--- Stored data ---
****************

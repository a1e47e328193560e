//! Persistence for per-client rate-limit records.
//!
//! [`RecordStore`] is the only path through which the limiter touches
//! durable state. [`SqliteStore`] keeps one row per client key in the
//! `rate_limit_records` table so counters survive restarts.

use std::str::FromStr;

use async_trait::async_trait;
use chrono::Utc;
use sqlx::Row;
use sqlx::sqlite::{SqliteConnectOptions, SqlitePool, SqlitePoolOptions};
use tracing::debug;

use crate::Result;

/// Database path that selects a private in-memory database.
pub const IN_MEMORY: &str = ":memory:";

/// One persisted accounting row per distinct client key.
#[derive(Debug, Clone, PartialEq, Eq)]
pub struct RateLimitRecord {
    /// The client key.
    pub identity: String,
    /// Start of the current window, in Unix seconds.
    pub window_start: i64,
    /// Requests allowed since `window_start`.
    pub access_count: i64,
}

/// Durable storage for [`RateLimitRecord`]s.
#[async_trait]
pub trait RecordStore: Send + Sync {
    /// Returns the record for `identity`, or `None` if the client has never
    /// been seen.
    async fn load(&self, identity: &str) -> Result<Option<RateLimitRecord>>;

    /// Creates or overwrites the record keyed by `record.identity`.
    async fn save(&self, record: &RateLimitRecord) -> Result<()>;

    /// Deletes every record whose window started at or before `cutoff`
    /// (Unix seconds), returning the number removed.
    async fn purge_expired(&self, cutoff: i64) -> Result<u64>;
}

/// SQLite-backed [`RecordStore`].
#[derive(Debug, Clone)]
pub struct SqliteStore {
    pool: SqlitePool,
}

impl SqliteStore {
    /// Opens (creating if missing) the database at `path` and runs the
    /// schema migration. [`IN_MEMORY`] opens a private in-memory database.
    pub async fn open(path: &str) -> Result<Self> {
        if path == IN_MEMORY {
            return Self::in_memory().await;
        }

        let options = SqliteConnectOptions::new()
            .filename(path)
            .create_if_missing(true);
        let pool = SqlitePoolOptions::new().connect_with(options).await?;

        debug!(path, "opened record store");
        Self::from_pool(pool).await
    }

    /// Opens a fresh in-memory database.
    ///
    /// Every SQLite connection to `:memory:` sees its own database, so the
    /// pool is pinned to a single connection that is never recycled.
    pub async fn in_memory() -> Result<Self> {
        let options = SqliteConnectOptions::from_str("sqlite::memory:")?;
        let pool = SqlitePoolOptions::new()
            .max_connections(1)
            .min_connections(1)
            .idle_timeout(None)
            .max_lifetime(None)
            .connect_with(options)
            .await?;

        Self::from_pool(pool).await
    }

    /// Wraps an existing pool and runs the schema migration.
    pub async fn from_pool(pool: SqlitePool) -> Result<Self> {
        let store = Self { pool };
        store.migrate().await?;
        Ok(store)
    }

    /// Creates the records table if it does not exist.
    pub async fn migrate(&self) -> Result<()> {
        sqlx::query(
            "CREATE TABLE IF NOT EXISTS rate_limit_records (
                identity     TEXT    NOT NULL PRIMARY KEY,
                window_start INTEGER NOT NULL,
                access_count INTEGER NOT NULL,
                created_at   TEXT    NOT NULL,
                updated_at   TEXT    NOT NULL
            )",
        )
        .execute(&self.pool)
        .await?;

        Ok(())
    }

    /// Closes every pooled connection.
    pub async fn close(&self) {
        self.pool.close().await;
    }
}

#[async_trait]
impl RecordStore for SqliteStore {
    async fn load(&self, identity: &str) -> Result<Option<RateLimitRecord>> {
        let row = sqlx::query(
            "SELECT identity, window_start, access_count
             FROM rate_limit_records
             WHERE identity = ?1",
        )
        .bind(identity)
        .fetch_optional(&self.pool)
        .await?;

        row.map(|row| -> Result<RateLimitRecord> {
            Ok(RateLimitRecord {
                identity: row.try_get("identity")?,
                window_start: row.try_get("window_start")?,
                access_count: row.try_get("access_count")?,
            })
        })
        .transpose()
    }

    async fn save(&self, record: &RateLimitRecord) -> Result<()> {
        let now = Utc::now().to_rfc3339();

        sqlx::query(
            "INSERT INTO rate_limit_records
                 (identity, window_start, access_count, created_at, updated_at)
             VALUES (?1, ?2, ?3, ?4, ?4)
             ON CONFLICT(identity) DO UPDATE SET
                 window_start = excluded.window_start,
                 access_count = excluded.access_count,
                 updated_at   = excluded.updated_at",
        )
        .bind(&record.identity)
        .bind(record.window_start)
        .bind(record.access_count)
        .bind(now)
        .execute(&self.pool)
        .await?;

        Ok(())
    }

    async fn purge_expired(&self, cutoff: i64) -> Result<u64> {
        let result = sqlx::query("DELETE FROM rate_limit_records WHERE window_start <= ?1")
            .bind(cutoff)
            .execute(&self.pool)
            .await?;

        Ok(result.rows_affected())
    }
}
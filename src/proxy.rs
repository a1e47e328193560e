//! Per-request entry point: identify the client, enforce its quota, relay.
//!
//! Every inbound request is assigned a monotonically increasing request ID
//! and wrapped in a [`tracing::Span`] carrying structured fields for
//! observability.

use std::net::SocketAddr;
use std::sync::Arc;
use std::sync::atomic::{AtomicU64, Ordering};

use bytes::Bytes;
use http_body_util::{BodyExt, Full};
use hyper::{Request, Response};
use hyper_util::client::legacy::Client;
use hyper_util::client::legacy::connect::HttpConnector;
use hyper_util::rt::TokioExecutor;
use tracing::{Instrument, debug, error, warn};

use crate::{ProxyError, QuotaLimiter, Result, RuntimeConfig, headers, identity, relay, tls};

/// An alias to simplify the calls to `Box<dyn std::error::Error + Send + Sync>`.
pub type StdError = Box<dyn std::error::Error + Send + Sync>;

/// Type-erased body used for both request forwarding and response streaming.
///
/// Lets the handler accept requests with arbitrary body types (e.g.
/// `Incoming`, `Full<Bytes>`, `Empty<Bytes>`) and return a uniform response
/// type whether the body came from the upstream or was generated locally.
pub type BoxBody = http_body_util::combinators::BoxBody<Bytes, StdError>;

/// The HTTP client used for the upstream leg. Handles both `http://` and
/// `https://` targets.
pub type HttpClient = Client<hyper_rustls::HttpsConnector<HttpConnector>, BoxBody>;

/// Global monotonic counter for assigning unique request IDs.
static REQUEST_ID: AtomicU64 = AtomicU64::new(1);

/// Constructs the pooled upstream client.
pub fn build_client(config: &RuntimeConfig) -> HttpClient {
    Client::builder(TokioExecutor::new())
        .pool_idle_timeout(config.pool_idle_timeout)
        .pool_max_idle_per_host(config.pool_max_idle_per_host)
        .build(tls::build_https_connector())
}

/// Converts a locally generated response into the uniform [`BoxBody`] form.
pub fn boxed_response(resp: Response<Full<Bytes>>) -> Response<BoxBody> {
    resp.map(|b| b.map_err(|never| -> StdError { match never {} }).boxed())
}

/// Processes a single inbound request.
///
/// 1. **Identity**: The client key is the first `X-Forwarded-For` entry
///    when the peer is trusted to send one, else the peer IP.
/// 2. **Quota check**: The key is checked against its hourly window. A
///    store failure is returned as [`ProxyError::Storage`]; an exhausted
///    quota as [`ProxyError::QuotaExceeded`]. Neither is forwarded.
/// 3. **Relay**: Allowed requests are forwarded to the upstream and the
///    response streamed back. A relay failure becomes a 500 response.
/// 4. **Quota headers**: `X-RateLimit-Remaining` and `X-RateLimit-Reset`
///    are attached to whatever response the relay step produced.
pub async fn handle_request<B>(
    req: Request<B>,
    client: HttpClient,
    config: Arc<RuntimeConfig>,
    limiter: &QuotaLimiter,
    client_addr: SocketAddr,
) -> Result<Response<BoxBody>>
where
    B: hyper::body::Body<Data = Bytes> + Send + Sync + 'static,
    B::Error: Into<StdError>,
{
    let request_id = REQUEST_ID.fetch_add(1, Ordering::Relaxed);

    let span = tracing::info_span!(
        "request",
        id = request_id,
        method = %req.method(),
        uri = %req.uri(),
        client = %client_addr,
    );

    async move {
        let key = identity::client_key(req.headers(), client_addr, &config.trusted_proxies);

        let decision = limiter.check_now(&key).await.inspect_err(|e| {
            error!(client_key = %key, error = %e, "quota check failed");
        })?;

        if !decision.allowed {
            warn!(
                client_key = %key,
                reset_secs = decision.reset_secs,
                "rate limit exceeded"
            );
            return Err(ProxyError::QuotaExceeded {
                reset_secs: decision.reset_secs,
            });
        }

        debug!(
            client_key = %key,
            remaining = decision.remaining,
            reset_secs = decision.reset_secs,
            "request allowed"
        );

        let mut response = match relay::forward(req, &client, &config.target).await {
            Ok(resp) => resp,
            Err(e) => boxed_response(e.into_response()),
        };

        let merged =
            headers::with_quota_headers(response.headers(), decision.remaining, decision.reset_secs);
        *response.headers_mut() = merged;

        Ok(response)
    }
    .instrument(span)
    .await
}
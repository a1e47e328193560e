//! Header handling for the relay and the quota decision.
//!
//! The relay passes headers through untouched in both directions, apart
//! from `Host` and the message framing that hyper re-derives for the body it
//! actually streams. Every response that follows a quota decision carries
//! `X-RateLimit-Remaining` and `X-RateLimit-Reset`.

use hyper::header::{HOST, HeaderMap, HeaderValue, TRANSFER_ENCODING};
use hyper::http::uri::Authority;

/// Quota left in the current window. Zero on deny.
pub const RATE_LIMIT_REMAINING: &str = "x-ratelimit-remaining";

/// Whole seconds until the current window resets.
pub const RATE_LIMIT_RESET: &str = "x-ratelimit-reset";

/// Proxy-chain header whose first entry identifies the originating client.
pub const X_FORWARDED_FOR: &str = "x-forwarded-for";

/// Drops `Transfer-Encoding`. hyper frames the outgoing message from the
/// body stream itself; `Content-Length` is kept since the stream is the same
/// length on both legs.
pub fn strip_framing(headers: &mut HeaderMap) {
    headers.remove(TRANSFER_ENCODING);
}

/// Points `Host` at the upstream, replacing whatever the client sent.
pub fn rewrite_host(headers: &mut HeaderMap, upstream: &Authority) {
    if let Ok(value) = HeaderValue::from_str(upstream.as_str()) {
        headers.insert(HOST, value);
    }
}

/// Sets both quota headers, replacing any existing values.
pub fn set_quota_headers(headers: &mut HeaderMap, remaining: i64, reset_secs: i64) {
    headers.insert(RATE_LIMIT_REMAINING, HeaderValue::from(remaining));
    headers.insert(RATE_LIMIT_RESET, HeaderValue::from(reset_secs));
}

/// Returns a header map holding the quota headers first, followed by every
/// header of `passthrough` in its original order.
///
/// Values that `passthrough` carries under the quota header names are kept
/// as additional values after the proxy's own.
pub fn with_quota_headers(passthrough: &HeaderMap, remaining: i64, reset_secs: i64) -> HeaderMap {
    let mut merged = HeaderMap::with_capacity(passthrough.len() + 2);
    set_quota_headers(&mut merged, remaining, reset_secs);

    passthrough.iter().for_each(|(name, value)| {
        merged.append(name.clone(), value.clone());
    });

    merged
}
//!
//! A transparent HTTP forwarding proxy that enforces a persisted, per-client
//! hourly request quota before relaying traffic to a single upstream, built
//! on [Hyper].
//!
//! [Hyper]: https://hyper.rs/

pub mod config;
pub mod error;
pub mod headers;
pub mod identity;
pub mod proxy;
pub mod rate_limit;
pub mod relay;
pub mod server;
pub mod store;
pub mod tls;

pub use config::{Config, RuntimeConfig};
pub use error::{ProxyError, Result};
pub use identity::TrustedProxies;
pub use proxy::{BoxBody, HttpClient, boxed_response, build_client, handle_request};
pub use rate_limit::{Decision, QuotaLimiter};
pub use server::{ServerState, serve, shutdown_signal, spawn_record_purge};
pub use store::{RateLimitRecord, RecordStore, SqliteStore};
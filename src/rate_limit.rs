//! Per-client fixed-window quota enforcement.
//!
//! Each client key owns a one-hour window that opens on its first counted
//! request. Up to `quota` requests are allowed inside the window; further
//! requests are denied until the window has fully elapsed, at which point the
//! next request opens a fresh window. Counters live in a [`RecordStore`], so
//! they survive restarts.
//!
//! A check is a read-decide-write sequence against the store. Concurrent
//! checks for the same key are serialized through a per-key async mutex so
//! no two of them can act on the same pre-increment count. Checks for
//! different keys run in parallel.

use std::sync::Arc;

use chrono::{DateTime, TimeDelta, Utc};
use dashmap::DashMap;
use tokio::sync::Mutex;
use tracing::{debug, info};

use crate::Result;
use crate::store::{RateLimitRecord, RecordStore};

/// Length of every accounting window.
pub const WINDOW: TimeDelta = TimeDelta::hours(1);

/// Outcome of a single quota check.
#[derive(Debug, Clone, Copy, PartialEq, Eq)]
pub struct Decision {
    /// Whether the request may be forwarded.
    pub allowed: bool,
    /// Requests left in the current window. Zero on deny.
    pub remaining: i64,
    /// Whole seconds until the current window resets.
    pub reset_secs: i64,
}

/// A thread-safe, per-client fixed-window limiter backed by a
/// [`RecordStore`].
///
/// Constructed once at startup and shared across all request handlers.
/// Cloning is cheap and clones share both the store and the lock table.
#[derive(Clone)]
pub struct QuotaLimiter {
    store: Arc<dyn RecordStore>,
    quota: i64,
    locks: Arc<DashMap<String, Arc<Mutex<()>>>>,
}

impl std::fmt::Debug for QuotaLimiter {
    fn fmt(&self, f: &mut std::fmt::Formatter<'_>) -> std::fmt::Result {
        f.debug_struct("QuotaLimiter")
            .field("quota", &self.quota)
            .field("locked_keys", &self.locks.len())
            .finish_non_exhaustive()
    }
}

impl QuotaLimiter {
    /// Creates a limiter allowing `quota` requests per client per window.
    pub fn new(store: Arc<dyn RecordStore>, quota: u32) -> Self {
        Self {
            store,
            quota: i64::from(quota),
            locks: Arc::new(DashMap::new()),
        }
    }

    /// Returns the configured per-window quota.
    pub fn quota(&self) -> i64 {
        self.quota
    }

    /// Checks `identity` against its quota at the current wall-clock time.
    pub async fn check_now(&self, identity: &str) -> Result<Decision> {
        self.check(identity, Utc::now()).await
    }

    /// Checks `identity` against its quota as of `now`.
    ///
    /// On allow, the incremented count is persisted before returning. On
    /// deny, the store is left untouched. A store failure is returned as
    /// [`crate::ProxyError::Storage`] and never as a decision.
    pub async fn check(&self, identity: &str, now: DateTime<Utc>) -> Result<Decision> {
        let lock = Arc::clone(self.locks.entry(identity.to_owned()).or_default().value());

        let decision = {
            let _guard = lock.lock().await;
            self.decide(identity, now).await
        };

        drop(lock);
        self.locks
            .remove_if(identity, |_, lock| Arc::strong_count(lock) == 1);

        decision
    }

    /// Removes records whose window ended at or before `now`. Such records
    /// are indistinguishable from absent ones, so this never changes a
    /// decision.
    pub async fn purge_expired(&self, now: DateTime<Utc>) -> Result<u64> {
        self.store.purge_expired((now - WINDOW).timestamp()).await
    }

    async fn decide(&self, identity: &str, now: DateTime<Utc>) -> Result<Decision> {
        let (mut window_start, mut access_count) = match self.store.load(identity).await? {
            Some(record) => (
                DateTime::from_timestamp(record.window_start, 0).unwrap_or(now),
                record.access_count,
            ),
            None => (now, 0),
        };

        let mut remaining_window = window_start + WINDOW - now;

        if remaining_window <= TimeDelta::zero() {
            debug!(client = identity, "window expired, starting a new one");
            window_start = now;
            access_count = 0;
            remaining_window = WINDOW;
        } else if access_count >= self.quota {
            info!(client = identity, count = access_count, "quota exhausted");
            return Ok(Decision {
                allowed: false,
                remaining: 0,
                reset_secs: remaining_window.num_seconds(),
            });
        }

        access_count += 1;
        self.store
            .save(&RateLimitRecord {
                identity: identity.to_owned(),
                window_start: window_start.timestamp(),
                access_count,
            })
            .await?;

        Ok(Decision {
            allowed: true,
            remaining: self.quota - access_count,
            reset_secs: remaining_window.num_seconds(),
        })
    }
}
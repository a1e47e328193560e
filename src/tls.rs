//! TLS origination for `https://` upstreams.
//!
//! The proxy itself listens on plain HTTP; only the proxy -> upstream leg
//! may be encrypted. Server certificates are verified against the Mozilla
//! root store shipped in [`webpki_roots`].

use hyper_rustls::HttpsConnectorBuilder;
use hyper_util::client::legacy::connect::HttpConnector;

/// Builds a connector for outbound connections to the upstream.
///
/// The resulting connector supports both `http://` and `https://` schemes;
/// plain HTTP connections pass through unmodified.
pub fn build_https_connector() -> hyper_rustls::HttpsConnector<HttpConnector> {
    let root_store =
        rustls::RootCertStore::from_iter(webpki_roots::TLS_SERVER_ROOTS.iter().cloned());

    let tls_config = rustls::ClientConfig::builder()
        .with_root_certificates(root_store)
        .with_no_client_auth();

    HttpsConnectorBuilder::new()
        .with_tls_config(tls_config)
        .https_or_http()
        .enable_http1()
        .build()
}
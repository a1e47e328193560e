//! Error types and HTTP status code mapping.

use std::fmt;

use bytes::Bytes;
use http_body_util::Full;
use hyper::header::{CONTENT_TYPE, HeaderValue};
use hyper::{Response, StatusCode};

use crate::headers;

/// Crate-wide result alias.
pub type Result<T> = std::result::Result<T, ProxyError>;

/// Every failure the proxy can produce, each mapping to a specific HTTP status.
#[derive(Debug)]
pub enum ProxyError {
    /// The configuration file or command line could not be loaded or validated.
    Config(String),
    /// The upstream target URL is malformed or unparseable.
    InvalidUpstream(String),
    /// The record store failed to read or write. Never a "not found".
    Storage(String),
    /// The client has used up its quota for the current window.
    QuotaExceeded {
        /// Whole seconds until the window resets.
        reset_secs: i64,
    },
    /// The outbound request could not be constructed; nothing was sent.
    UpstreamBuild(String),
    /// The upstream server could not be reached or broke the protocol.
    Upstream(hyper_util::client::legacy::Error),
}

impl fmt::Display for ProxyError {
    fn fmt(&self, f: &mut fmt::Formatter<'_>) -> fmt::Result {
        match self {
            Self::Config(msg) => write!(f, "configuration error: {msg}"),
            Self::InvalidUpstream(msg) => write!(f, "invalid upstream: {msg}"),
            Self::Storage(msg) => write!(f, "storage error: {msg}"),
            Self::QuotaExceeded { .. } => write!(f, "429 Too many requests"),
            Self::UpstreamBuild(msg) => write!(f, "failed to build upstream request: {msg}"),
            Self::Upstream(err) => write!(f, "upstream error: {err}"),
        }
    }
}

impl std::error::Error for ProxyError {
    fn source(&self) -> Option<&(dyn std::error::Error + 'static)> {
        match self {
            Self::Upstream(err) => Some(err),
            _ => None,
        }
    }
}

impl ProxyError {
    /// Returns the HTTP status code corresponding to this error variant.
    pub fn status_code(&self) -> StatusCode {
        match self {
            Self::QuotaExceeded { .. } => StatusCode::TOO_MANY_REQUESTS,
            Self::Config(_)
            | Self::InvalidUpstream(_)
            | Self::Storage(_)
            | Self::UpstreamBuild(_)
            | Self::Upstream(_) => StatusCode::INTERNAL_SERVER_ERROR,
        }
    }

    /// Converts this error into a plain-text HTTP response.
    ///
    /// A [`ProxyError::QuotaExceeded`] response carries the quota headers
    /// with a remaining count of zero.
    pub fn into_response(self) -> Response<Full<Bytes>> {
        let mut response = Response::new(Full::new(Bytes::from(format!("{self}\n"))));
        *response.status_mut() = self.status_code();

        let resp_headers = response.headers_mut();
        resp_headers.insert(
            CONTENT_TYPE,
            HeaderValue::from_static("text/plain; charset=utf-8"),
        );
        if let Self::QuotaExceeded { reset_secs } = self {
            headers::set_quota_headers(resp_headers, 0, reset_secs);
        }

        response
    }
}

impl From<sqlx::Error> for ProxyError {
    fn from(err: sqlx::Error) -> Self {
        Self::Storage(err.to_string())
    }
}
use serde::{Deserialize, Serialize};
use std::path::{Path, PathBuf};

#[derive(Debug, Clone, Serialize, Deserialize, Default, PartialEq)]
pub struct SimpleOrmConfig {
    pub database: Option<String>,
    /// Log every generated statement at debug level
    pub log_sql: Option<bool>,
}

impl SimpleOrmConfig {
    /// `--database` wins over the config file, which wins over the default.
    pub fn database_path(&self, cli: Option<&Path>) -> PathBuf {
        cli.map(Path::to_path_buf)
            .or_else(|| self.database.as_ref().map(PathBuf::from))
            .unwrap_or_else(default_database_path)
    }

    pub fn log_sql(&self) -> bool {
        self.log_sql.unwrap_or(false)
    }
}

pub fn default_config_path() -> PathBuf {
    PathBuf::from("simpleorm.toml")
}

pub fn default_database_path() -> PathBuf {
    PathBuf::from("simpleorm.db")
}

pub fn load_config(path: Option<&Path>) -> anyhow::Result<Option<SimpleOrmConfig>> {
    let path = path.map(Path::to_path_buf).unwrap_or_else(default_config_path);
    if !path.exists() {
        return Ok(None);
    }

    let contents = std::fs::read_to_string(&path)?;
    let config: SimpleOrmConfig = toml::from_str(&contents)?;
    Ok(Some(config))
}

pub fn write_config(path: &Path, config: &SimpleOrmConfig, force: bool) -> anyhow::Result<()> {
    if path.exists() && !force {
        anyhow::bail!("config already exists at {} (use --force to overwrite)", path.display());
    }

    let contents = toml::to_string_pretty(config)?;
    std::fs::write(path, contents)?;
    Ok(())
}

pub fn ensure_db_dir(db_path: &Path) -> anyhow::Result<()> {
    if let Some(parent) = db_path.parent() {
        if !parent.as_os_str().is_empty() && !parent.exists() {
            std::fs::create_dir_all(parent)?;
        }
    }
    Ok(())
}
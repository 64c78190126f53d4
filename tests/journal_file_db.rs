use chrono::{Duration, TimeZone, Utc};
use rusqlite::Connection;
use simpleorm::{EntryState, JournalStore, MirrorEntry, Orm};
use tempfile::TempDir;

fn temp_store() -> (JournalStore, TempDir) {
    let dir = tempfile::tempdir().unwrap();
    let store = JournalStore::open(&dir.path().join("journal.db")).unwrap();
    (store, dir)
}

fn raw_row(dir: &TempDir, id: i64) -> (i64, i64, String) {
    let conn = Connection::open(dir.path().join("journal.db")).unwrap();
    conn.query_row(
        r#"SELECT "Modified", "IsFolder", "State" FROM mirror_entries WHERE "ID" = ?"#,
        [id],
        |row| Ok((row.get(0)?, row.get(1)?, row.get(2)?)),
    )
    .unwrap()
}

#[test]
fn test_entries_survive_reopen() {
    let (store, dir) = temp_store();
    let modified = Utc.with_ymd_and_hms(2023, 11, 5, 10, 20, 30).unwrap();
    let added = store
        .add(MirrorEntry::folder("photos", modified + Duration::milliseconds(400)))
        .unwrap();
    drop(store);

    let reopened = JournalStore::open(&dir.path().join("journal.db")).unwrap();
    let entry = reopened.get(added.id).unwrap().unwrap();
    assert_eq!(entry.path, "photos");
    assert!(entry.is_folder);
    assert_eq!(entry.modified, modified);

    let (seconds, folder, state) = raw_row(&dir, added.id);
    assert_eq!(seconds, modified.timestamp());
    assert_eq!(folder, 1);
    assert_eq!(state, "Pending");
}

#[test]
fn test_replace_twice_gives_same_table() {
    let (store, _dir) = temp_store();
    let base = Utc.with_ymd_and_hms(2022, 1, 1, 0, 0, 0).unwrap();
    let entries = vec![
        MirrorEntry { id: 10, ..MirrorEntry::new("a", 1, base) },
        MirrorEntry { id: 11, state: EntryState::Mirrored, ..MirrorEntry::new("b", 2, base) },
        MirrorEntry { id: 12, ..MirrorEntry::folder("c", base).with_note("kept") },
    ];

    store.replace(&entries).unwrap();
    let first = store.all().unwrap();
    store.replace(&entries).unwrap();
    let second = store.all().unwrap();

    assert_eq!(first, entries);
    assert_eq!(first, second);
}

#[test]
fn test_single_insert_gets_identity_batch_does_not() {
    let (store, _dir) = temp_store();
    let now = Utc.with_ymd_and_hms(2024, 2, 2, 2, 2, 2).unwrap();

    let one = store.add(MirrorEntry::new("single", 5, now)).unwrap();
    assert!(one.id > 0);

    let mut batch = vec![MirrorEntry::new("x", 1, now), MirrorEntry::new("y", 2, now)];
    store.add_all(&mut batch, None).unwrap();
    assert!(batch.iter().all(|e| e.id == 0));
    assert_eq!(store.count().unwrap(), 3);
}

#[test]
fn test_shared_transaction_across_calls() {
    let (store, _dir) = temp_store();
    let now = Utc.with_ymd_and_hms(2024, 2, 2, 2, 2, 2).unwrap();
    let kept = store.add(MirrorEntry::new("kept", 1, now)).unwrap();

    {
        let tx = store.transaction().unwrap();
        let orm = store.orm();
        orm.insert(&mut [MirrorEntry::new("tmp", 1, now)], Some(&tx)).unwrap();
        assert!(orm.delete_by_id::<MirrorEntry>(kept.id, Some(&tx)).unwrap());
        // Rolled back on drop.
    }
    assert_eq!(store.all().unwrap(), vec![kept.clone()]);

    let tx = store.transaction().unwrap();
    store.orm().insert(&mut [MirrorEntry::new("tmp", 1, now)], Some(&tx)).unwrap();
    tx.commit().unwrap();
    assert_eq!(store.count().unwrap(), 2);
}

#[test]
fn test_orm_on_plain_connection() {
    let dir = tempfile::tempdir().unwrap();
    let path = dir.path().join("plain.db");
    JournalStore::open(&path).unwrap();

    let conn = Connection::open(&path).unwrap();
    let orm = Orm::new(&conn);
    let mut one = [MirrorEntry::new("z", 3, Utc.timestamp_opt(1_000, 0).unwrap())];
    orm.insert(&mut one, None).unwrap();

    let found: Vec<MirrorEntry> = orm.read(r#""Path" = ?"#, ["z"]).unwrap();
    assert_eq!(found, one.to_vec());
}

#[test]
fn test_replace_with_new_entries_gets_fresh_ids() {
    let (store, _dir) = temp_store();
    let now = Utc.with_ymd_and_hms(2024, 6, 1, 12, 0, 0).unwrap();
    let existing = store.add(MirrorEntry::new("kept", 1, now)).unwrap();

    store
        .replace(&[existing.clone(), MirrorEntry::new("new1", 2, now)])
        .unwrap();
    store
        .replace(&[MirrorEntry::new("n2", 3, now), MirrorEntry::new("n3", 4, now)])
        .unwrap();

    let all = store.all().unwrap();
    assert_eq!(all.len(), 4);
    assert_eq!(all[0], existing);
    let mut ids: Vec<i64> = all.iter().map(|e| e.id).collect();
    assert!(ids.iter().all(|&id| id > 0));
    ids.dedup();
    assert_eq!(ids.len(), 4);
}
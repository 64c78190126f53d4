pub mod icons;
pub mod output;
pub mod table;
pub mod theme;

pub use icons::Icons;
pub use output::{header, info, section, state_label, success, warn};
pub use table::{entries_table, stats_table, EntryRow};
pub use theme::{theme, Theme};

****************

--- Exercise goal ---
All lines in the records above with "Authority" need to be found and copied.

--- Output below ---
use hyper::http::uri::Authority;
pub fn rewrite_host(headers: &mut HeaderMap, upstream: &Authority) {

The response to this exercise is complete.